What you are asked to do.
Your answer should be the lines below from the one holding "use std::time::Duration;" through the one holding "pub fn parse_date_key(key: &str)", copied exactly and with nothing else.

Data records.

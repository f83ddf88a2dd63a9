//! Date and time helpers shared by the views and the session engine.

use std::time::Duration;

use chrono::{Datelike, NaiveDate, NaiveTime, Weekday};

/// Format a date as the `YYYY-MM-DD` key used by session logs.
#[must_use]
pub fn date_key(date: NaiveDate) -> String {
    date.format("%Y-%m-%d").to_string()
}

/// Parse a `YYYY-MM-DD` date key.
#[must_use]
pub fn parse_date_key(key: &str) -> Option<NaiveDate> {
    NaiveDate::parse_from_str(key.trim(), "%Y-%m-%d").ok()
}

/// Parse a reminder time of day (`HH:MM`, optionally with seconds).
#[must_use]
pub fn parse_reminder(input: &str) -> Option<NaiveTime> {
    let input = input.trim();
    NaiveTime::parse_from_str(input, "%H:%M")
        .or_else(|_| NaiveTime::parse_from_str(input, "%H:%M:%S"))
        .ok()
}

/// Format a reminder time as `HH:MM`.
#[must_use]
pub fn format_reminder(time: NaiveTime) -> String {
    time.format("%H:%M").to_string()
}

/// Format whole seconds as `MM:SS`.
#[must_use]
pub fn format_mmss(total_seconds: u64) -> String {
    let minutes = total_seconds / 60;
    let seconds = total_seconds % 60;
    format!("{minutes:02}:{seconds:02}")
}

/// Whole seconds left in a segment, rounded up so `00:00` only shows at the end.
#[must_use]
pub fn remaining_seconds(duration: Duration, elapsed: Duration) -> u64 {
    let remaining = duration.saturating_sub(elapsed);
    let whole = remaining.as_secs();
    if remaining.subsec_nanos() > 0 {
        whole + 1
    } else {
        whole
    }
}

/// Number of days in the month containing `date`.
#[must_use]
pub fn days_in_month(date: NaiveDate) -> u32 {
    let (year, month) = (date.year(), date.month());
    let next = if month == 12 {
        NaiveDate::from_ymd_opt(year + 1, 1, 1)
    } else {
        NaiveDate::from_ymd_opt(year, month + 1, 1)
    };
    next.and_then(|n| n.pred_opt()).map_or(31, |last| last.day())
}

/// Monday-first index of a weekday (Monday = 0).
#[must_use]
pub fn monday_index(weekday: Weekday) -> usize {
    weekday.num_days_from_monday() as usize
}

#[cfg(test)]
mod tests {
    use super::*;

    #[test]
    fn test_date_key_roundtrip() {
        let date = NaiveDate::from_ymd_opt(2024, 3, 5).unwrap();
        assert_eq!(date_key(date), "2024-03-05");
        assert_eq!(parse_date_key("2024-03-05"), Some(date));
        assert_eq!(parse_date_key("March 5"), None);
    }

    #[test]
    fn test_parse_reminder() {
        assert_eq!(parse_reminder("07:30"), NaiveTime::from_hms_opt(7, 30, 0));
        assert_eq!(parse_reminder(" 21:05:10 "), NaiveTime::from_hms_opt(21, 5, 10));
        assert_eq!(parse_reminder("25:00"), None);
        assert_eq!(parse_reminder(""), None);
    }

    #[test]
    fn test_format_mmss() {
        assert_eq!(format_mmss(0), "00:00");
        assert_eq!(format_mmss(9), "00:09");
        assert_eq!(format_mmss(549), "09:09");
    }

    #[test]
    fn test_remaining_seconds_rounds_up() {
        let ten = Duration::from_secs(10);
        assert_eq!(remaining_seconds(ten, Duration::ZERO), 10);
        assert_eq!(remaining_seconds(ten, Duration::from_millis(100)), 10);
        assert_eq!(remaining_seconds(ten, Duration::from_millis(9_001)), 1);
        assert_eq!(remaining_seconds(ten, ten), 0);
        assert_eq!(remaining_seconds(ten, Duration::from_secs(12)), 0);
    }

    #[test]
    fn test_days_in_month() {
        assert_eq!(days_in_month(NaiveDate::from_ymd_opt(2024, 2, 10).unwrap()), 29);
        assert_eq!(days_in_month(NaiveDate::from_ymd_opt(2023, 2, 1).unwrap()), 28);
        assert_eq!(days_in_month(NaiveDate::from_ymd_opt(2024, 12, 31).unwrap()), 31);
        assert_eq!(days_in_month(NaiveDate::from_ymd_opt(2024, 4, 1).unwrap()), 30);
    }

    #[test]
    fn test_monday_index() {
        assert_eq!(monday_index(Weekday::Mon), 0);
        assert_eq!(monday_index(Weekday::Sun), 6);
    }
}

...

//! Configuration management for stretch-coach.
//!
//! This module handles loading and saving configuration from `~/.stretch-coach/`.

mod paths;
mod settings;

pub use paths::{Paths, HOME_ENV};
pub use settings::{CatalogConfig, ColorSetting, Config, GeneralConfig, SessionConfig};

Exercise result.
use std::time::Duration;

use chrono::{Datelike, NaiveDate, NaiveTime, Weekday};

/// Format a date as the `YYYY-MM-DD` key used by session logs.
#[must_use]
pub fn date_key(date: NaiveDate) -> String {
    date.format("%Y-%m-%d").to_string()
}

/// Parse a `YYYY-MM-DD` date key.
#[must_use]
pub fn parse_date_key(key: &str) -> Option<NaiveDate> {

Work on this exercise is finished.